Original line number	Diff line number	Diff line
		# 2025-11-11 SUMMARY 01 — TDoc Crawling via Document List

		Summary
		-------
		This document summarizes the design and implementation of the "TDoc crawling via document list" feature. The feature enables the `tdoc-crawler` CLI to discover, validate and persist TDocs by parsing the meeting document lists (HTTP directory pages) provided on the 3GPP FTP/HTTP site and by validating metadata via the 3GPP portal when available.

		Key Features
		------------
		- Scans meeting `files_url` directories and detected subdirectories (e.g., `Docs/`, `Documents/`) for candidate TDoc files.
		- Uses a robust filename pattern (`TDOC_PATTERN`) to identify candidate TDoc files: case-insensitive, accepts `.zip`, `.txt`, `.pdf`.
		- Normalizes TDoc IDs to uppercase for case-insensitive storage and lookup.
		- Validates candidate TDocs by fetching portal metadata from `https://portal.3gpp.org/ngppapp/CreateTdoc.Aspx?mode=view&contributionUid=<tdoc_id>` when credentials are available.
		- Caches negative validation results to avoid repeated portal requests for invalid IDs.
		- Supports incremental crawling (skip already-known TDocs) and full re-validation via CLI flags.
		- Parallel crawling with configurable worker count (default: 4) to speed up harvesting across meetings.
		- Graceful handling of network errors and partial failures; logging includes processed/inserted counts and errors.

		CLI Integration
		---------------
		Commands involved:

		- `crawl-tdocs` (alias `ct`) — main command to crawl TDocs from meeting directories.
		- Options implemented/used:
		- `--cache-dir, -c` : Directory for HTTP cache and DB (default: `~/.tdoc-crawler`).
		- `--working-group, -w` : Filter by working group(s).
		- `--sub-group, -s` : Filter by subgroup(s).
		- `--incremental/--full` : Incremental mode (default: incremental).
		- `--clear-tdocs` : Clear existing TDoc records before crawling.
		- `--limit-tdocs` : Limit number of TDocs to crawl.
		- `--limit-meetings` / `--limit-meetings-per-wg` / `--limit-wgs` : Limits to scope the crawl.
		- `--workers` : Number of parallel workers (default: 4).
		- `--max-retries`, `--timeout` : HTTP resilience settings.
		- `--cache-ttl`, `--cache-refresh/--no-cache-refresh` : HTTP caching control.
		- `--verbose, -v` : Verbose logging.

		Implementation Notes
		--------------------

		1. Directory scanning and subdirectory detection

		- The crawler first fetches the meeting `files_url` and inspects links via BeautifulSoup.
		- It detects TDoc-specific subdirectories using a case-insensitive set like `{Docs, Documents, TDocs, DOCS}`.
		- If subdirectories are found, each is scanned for candidate files; otherwise the base directory is scanned.

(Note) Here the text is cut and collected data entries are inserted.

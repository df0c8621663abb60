//! High-level API for RBF forecasting.
//!
//! ## Purpose
//!
//! This module provides the primary user-facing entry point. It implements a
//! fluent builder for the embedding and network parameters and a choice of
//! execution adapter (Batch or Online).
//!
//! ## Design notes
//!
//! * **Ergonomic**: Fluent builder with sensible defaults for all parameters.
//! * **Polymorphic**: Uses marker types to transition to specialized adapter builders.
//! * **Validated**: Parameters are validated when `.build()` is called on the adapter.
//! * **Type-Safe**: Generic over `Float` types for flexible precision.
//!
//! ## Key concepts
//!
//! * **Execution Adapters**: Batch and Online modes.
//! * **Configuration Flow**: Builder pattern ending in `.adapter(Adapter::Type)`.
//!
//! ### Configuration Flow
//!
//! 1. Create an [`RbfBuilder`] via `Rbf::new()`.
//! 2. Chain configuration methods (`.dimension()`, `.centers()`, etc.).
//! 3. Select an adapter via `.adapter(Adapter::Batch)` to get an execution builder.
//! 4. Call `.build()` and then `.fit()` or `.add_point()`.

// External dependencies
use core::fmt::Debug;
use core::marker::PhantomData;

// Internal dependencies
use crate::adapters::batch::BatchRbfBuilder;
use crate::adapters::online::OnlineRbfBuilder;
use crate::algorithms::fitting::FitLinalg;
use crate::engine::executor::RbfExecutor;

// Publicly re-exported types
pub use crate::adapters::batch::BatchRbf;
pub use crate::adapters::online::{FitFallback, OnlineOutput, OnlineRbf};
pub use crate::engine::executor::RbfConfig;
pub use crate::engine::output::RbfResult;
pub use crate::primitives::errors::RbfError;

/// Marker types for selecting execution adapters.
#[allow(non_snake_case)]
pub mod Adapter {
    pub use super::{Batch, Online};
}

// ============================================================================
// Free Function
// ============================================================================

/// Fit the network to `series` and forecast `config.step` values past its end.
///
/// The forecast is returned in the scale of the input series.
///
/// # Example
///
/// ```
/// use rbf_rs::prelude::*;
///
/// let series: Vec<f64> = (0..=10).map(|i| i as f64).collect();
/// let config = RbfConfig { dimension: 1, centers: 3, ..RbfConfig::default() };
/// let next = fit_and_predict(&series, &config)?;
/// assert!((next - 11.0).abs() < 1.5);
/// # Ok::<(), RbfError>(())
/// ```
pub fn fit_and_predict<T: FitLinalg>(series: &[T], config: &RbfConfig) -> Result<T, RbfError> {
    RbfExecutor::run(series, config).map(|result| result.prediction)
}

// ============================================================================
// Builder
// ============================================================================

/// Fluent builder for configuring RBF parameters and execution modes.
#[derive(Debug, Clone)]
pub struct RbfBuilder<T> {
    /// Embedding dimension.
    pub dimension: Option<usize>,

    /// Embedding delay.
    pub delay: Option<usize>,

    /// Number of centers.
    pub centers: Option<usize>,

    /// Forecast horizon.
    pub step: Option<usize>,

    /// Training prefix length.
    pub insample: Option<usize>,

    /// Drift relaxation of the centers.
    pub drift: Option<bool>,

    /// Window capacity (Online only).
    pub window_capacity: Option<usize>,

    /// Minimum values before forecasting (Online only).
    pub min_points: Option<usize>,

    /// Fit failure policy (Online only).
    pub fit_fallback: Option<FitFallback>,

    /// Tracks if any parameter was set multiple times (for validation).
    #[doc(hidden)]
    pub duplicate_param: Option<&'static str>,

    _marker: PhantomData<T>,
}

impl<T: FitLinalg + Debug> Default for RbfBuilder<T> {
    fn default() -> Self {
        Self::new()
    }
}

impl<T: FitLinalg + Debug> RbfBuilder<T> {
    /// Create a new builder with no parameters set.
    pub fn new() -> Self {
        Self {
            dimension: None,
            delay: None,
            centers: None,
            step: None,
            insample: None,
            drift: None,
            window_capacity: None,
            min_points: None,
            fit_fallback: None,
            duplicate_param: None,
            _marker: PhantomData,
        }
    }

    /// Select an execution adapter to transition to an execution builder.
    pub fn adapter<A>(self, _adapter: A) -> A::Output
    where
        A: RbfAdapter<T>,
    {
        A::convert(self)
    }

    /// Set the embedding dimension `D`.
    pub fn dimension(mut self, dimension: usize) -> Self {
        if self.dimension.is_some() {
            self.duplicate_param = Some("dimension");
        }
        self.dimension = Some(dimension);
        self
    }

    /// Set the embedding delay `L`.
    pub fn delay(mut self, delay: usize) -> Self {
        if self.delay.is_some() {
            self.duplicate_param = Some("delay");
        }
        self.delay = Some(delay);
        self
    }

    /// Set the number of centers `C`.
    pub fn centers(mut self, centers: usize) -> Self {
        if self.centers.is_some() {
            self.duplicate_param = Some("centers");
        }
        self.centers = Some(centers);
        self
    }

    /// Set the forecast horizon.
    pub fn step(mut self, step: usize) -> Self {
        if self.step.is_some() {
            self.duplicate_param = Some("step");
        }
        self.step = Some(step);
        self
    }

    /// Fit only on the first `insample` values.
    pub fn insample(mut self, insample: usize) -> Self {
        if self.insample.is_some() {
            self.duplicate_param = Some("insample");
        }
        self.insample = Some(insample);
        self
    }

    /// Enable or disable drift relaxation of the centers.
    pub fn drift(mut self, enabled: bool) -> Self {
        if self.drift.is_some() {
            self.duplicate_param = Some("drift");
        }
        self.drift = Some(enabled);
        self
    }

    /// Set the window capacity for online processing (Online only).
    pub fn window_capacity(mut self, capacity: usize) -> Self {
        if self.window_capacity.is_some() {
            self.duplicate_param = Some("window_capacity");
        }
        self.window_capacity = Some(capacity);
        self
    }

    /// Set the minimum values before forecasting starts (Online only).
    pub fn min_points(mut self, points: usize) -> Self {
        if self.min_points.is_some() {
            self.duplicate_param = Some("min_points");
        }
        self.min_points = Some(points);
        self
    }

    /// Set the behavior when a fit fails (Online only).
    pub fn fit_fallback(mut self, policy: FitFallback) -> Self {
        if self.fit_fallback.is_some() {
            self.duplicate_param = Some("fit_fallback");
        }
        self.fit_fallback = Some(policy);
        self
    }
}

// ============================================================================
// Adapters
// ============================================================================

/// Trait for transitioning from a generic builder to an execution builder.
pub trait RbfAdapter<T: FitLinalg + Debug> {
    /// The output execution builder.
    type Output;

    /// Convert a generic [`RbfBuilder`] into a specialized execution builder.
    fn convert(builder: RbfBuilder<T>) -> Self::Output;
}

/// Marker for in-memory batch processing.
#[derive(Debug, Clone, Copy)]
pub struct Batch;

impl<T: FitLinalg + Debug> RbfAdapter<T> for Batch {
    type Output = BatchRbfBuilder<T>;

    fn convert(builder: RbfBuilder<T>) -> Self::Output {
        let mut result = BatchRbfBuilder::default();

        if let Some(dimension) = builder.dimension {
            result.dimension = dimension;
        }
        if let Some(delay) = builder.delay {
            result.delay = delay;
        }
        if let Some(centers) = builder.centers {
            result.centers = centers;
        }
        if let Some(step) = builder.step {
            result.step = step;
        }
        if let Some(insample) = builder.insample {
            result.insample = Some(insample);
        }
        if let Some(drift) = builder.drift {
            result.drift = drift;
        }

        result.duplicate_param = builder.duplicate_param;

        result
    }
}

/// Marker for sliding-window online processing.
#[derive(Debug, Clone, Copy)]
pub struct Online;

impl<T: FitLinalg + Debug> RbfAdapter<T> for Online {
    type Output = OnlineRbfBuilder<T>;

    fn convert(builder: RbfBuilder<T>) -> Self::Output {
        let mut result = OnlineRbfBuilder::default();

        // Override with user-provided values
        if let Some(capacity) = builder.window_capacity {
            result.window_capacity = capacity;
        }
        if let Some(min_points) = builder.min_points {
            result.min_points = Some(min_points);
        }
        if let Some(policy) = builder.fit_fallback {
            result.fit_fallback = policy;
        }
        if let Some(dimension) = builder.dimension {
            result.dimension = dimension;
        }
        if let Some(delay) = builder.delay {
            result.delay = delay;
        }
        if let Some(centers) = builder.centers {
            result.centers = centers;
        }
        if let Some(step) = builder.step {
            result.step = step;
        }
        if let Some(insample) = builder.insample {
            result.insample = Some(insample);
        }
        if let Some(drift) = builder.drift {
            result.drift = drift;
        }

        result.duplicate_param = builder.duplicate_param;

        result
    }
}
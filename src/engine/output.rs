//! Result type for RBF forecasts.
//!
//! ## Purpose
//!
//! This module defines `RbfResult`, the outcome of one fit-and-predict call:
//! the forecast itself plus the fitted model (centers, bandwidth,
//! coefficients) and the transform needed to read it in the original scale.
//!
//! ## Design notes
//!
//! * **Normalized storage**: Centers, bandwidth and coefficients are stored as
//!   fitted, in the unit-interval space. Accessors map them back on demand.
//! * **Display**: A compact human-readable summary.
//!
//! ## Invariants
//!
//! * `coefficients.len() == centers.len() + 1`.
//! * `prediction` is finite.

// Feature-gated imports
#[cfg(not(feature = "std"))]
use alloc::vec::Vec;
#[cfg(feature = "std")]
use std::vec::Vec;

// External dependencies
use core::fmt::{Display, Formatter, Result as FmtResult};
use num_traits::Float;

// Internal dependencies
use crate::algorithms::drift::DriftReport;
use crate::engine::executor::RbfConfig;
use crate::math::scaling::RescaleTransform;
use crate::math::statistics::Statistics;
use crate::primitives::centers::CenterSet;

/// Outcome of fitting the RBF network and forecasting one value.
#[derive(Debug, Clone, PartialEq)]
pub struct RbfResult<T> {
    /// Forecast for index `len − 1 + step`, in the original scale.
    pub prediction: T,

    /// Fitted centers in normalized space.
    pub centers: CenterSet<T>,

    /// Kernel bandwidth in normalized space.
    pub bandwidth: T,

    /// Bias followed by one weight per center, in normalized space.
    pub coefficients: Vec<T>,

    /// Affine map between the original and normalized scale.
    pub transform: RescaleTransform<T>,

    /// Mean and standard deviation of the raw input series.
    pub statistics: Statistics<T>,

    /// Number of training points in the normal equations.
    pub training_points: usize,

    /// Effective configuration after clamping to the series length.
    pub config: RbfConfig,

    /// Relaxation summary, when drift was applied.
    pub drift: Option<DriftReport>,
}

impl<T: Float> RbfResult<T> {
    /// Number of centers.
    #[inline]
    pub fn n_centers(&self) -> usize {
        self.centers.len()
    }

    /// Center coordinates in the original scale, flat `centers × dimension`.
    pub fn center_points(&self) -> Vec<T> {
        self.centers
            .as_flat()
            .iter()
            .map(|&c| self.transform.inverse(c))
            .collect()
    }

    /// Kernel bandwidth in the original scale.
    #[inline]
    pub fn bandwidth_original(&self) -> T {
        self.transform.inverse_scale(self.bandwidth)
    }

    /// Coefficients in the original scale.
    ///
    /// The bias becomes `c_0 · interval + min`; the weights become `c_i · interval`.
    pub fn coefficients_original(&self) -> Vec<T> {
        self.coefficients
            .iter()
            .enumerate()
            .map(|(i, &c)| {
                if i == 0 {
                    self.transform.inverse(c)
                } else {
                    self.transform.inverse_scale(c)
                }
            })
            .collect()
    }
}

impl<T: Float + Display> Display for RbfResult<T> {
    fn fmt(&self, f: &mut Formatter<'_>) -> FmtResult {
        writeln!(f, "Summary:")?;
        writeln!(f, "  Prediction: {:.6}", self.prediction)?;
        writeln!(
            f,
            "  Embedding: dimension={} delay={} step={}",
            self.config.dimension, self.config.delay, self.config.step
        )?;
        writeln!(
            f,
            "  Centers: {} (drift {})",
            self.n_centers(),
            if self.drift.is_some() { "on" } else { "off" }
        )?;
        writeln!(
            f,
            "  Bandwidth: {:.6} (normalized {:.6})",
            self.bandwidth_original(),
            self.bandwidth
        )?;
        writeln!(f, "  Training points: {}", self.training_points)?;
        write!(
            f,
            "  Series: mean={:.6} std={:.6}",
            self.statistics.mean, self.statistics.std_dev
        )
    }
}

		2. File detection and normalization

		- The `TDOC_PATTERN` regex is used to extract the filename stem (the TDoc ID) and extension.
		- Candidate filenames are normalized using `normalize_tdoc_id()` → uppercase and trimmed.
		- Excluded directory names such as `Inbox`, `Draft`, `Agenda` are ignored.

		3. Validation against 3GPP portal

		- When portal credentials are available (CLI/env/prompt), the crawler opens an authenticated `PortalSession` and fetches the TDoc portal page to extract metadata fields (title, meeting, contact, source, tdoc_type, for, agenda_item, status, is_revision_of, etc.).
		- Portal parsing is defensive: missing optional fields are tolerated, required fields are validated before marking a TDoc as validated.
		- Negative results (invalid IDs or parsing failures) are cached in the DB as `validation_failed` to avoid repeated checks.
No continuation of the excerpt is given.